The Image Local Autoregressive Transformer
Authors: Chenjie Cao, Yuxin Hong, Xiang Li, Chengrong Wang, Chengming Xu, Yanwei Fu, Xiangyang Xue
NeurIPS 2021 | Conference PDF | Archive PDF | Plain Text | LLM Run Details
| Reproducibility Variable | Result | LLM Response |
|---|---|---|
| Research Type | Experimental | Our i LAT is evaluated on various locally guided image syntheses, such as pose-guided person image synthesis and face editing. Both quantitative and qualitative results show the efficacy of our model. In this section, we present experimental results on pose-guided generation of Penn Action (PA) [52] and Synthetic Deep Fashion (SDF) [26], face editing of Celeb A [27] and FFHQ [20] compared with other competitors and variants of i LAT. |
| Researcher Affiliation | Academia | Chenjie Cao, Yuxin Hong, Xiang Li, Chengrong Wang, Chengming Xu, Yanwei Fu , Xiangyang Xue School of Data Science Fudan University {20110980001,yanweifu}@fudan.edu.cn Corresponding author. Dr. Fu is also with Fudan ISTBI ZJNU Algorithm Centre for Brain-inspired Intelligence, Zhejiang Normal University, Jinhua, China. |
| Pseudocode | No | The paper includes architectural diagrams and mathematical formulations but does not contain explicit pseudocode or algorithm blocks. |
| Open Source Code | No | The paper states 'The images used in this paper are all open sourced.' but does not provide an explicit statement or link to the source code for the i LAT methodology itself. |
| Open Datasets | Yes | In this section, we present experimental results on pose-guided generation of Penn Action (PA) [52] and Synthetic Deep Fashion (SDF) [26], face editing of Celeb A [27] and FFHQ [20] compared with other competitors and variants of i LAT. Datasets.
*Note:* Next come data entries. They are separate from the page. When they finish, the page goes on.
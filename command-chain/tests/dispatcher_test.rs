//! Integration tests for [`command_chain::Dispatcher`].
//!
//! Covers chain following (A → B → value), Done ending the chain, errors stopping it, long
//! chains, and a history callback chaining into a message.

mod common;

use std::sync::atomic::{AtomicUsize, Ordering};
use std::sync::{Arc, Mutex};

use async_trait::async_trait;
use command_chain::{Command, Dispatcher, HistoryCommand, MessageCommand, Outcome};
use common::{sample_event, sample_rows, MemoryStore, RecordingClient};
use sbot_core::{ChatClient, Event, Result, SbotError};

/// Appends its label to a shared log, then returns its configured outcome.
struct Step {
    label: &'static str,
    log: Arc<Mutex<Vec<&'static str>>>,
    then: Box<dyn Fn() -> Outcome + Send + Sync>,
}

impl Step {
    fn new(
        label: &'static str,
        log: &Arc<Mutex<Vec<&'static str>>>,
        then: impl Fn() -> Outcome + Send + Sync + 'static,
    ) -> Self {
        Self {
            label,
            log: log.clone(),
            then: Box::new(then),
        }
    }
}

#[async_trait]
impl Command for Step {
    async fn execute(&self, _client: &dyn ChatClient, _event: Option<&Event>) -> Result<Outcome> {
        self.log.lock().unwrap().push(self.label);
        Ok((self.then)())
    }
}

fn dispatcher() -> (Dispatcher, Arc<RecordingClient>) {
    let client = Arc::new(RecordingClient::new());
    (Dispatcher::new(client.clone()), client)
}

/// **Test: A returns B, B returns V; dispatch returns V and runs A then B once each.**
#[tokio::test]
async fn test_chain_returns_final_value() {
    let (dispatcher, _client) = dispatcher();
    let log = Arc::new(Mutex::new(Vec::new()));

    let log_b = log.clone();
    let a = Step::new("A", &log, move || {
        Outcome::next(Step::new("B", &log_b, || Outcome::value("V")))
    });

    let result = dispatcher.run(a, None).await.unwrap();

    assert_eq!(result, Some("V".to_string()));
    assert_eq!(*log.lock().unwrap(), vec!["A", "B"]);
}

/// **Test: A command returning Done yields no value.**
#[tokio::test]
async fn test_done_yields_none() {
    let (dispatcher, client) = dispatcher();

    let result = dispatcher
        .run(MessageCommand::to_channel("general", "hi"), None)
        .await
        .unwrap();

    assert_eq!(result, None);
    assert_eq!(client.sent().len(), 1);
}

/// **Test: An error in the middle stops the chain and is returned unchanged.**
#[tokio::test]
async fn test_error_stops_chain() {
    struct Fails;

    #[async_trait]
    impl Command for Fails {
        async fn execute(&self, _c: &dyn ChatClient, _e: Option<&Event>) -> Result<Outcome> {
            Err(SbotError::Client("rate_limited".to_string()))
        }
    }

    let (dispatcher, client) = dispatcher();
    let log = Arc::new(Mutex::new(Vec::new()));
    let a = Step::new("A", &log, || Outcome::next(Fails));

    let err = dispatcher.run(a, None).await.unwrap_err();

    match err {
        SbotError::Client(msg) => assert_eq!(msg, "rate_limited"),
        other => panic!("unexpected error: {other:?}"),
    }
    assert_eq!(*log.lock().unwrap(), vec!["A"]);
    assert!(client.calls().is_empty());
}

/// **Test: Every command in the chain sees the same event.**
#[tokio::test]
async fn test_event_passed_to_every_step() {
    struct ExpectEvent {
        remaining: usize,
        seen: Arc<AtomicUsize>,
    }

    #[async_trait]
    impl Command for ExpectEvent {
        async fn execute(&self, _c: &dyn ChatClient, event: Option<&Event>) -> Result<Outcome> {
            assert_eq!(event.and_then(|e| e.ts.as_deref()), Some("1700000000.000100"));
            self.seen.fetch_add(1, Ordering::SeqCst);
            if self.remaining == 0 {
                Ok(Outcome::Done)
            } else {
                Ok(Outcome::next(ExpectEvent {
                    remaining: self.remaining - 1,
                    seen: self.seen.clone(),
                }))
            }
        }
    }

    let (dispatcher, _client) = dispatcher();
    let seen = Arc::new(AtomicUsize::new(0));
    let event = sample_event();

    dispatcher
        .run(
            ExpectEvent {
                remaining: 2,
                seen: seen.clone(),
            },
            Some(&event),
        )
        .await
        .unwrap();

    assert_eq!(seen.load(Ordering::SeqCst), 3);
}

/// **Test: Long chains run without growing the stack.**
#[tokio::test]
async fn test_long_chain() {
    struct Countdown(usize);

    #[async_trait]
    impl Command for Countdown {
        async fn execute(&self, _c: &dyn ChatClient, _e: Option<&Event>) -> Result<Outcome> {
            if self.0 == 0 {
                Ok(Outcome::value("liftoff"))
            } else {
                Ok(Outcome::next(Countdown(self.0 - 1)))
            }
        }
    }

    let (dispatcher, _client) = dispatcher();

    let result = dispatcher.run(Countdown(50_000), None).await.unwrap();

    assert_eq!(result, Some("liftoff".to_string()));
}

/// **Test: A history callback can chain into a message that posts a summary.**
#[tokio::test]
async fn test_history_callback_chains_message() {
    let (dispatcher, client) = dispatcher();
    let history = HistoryCommand::new(Arc::new(MemoryStore::new(sample_rows())), |records| async move {
        let summary = records
            .iter()
            .map(|r| format!("{}: {}", r.user, r.text))
            .collect::<Vec<_>>()
            .join("\n");
        Ok(Outcome::next(MessageCommand::to_channel("digest", summary)))
    })
    .channel("C1");

    let result = dispatcher.run(history, None).await.unwrap();

    assert_eq!(result, None);
    assert_eq!(
        client.sent(),
        vec![(
            "U1: first\nU2: third\nU1: fifth".to_string(),
            "CID-digest".to_string()
        )]
    );
}

/// **Test: Default command names are the short type name.**
#[test]
fn test_default_name_is_short_type_name() {
    struct Custom;

    #[async_trait]
    impl Command for Custom {
        async fn execute(&self, _c: &dyn ChatClient, _e: Option<&Event>) -> Result<Outcome> {
            Ok(Outcome::Done)
        }
    }

    assert_eq!(Custom.name(), "Custom");
    assert_eq!(MessageCommand::default().name(), "MessageCommand");
}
For the pose guiding, PA dataset [52], which contains 2,326 video sequences of 15 action classes in non-iconic views is used in this section. The face editing dataset consists of Flickr-Faces-HQ dataset (FFHQ) [20] and Celeb A-HQ [27]. |
| Dataset Splits | No | For the pose guiding, PA dataset [52]... We randomly gather pairs of the same video sequence in the training phase dynamically and select 1,000 testing pairs in the remaining videos. Besides, the SDF is synthesized with Deep Fashion [26] images as foregrounds and Places2 [54] images as backgrounds. Since only a few images of Deep Fashion have related exact segmentation masks, we select 4,500/285 pairs from it for training and testing respectively. The face editing dataset consists of Flickr-Faces-HQ dataset (FFHQ) [20] and Celeb A-HQ [27]. FFHQ is a high-quality image dataset with 70,000 human faces. We resize them from 1024 1024 into 256 256 and use 68,000 of them for the training. No explicit validation split with percentages or counts is provided. |
| Hardware Specification | No | The paper does not specify the exact hardware (e.g., GPU models, CPU types, or memory) used for running the experiments. |
| Software Dependencies | No | The paper mentions 'Our method is implemented in Py Torch' and the use of 'Adam optimizer [21]' but does not provide specific version numbers for PyTorch or any other software dependencies. |
| Experiment Setup | Yes | For the TS-VQGAN training, we use the Adam optimizer [21] with β1= 0.5 and β2 = 0.9. TS-VQGAN is trained with 150k steps without masks at first, and then it is trained with another 150k steps with masks in batch size 16. The initial learning rates of pose guiding and face editing are 8e-5 and 2e-4 respectively, which are decayed by 0.5 for every 50k steps. For the transformer training, we use Adam with β1 = 0.9 and β2 = 0.95 with initial learning rate 5e-5 and 0.01 weight decay. Besides, we warmup the learning rate with the first 10k steps, then it is linearly decayed to 0 for 300k iterations with batch size 16. |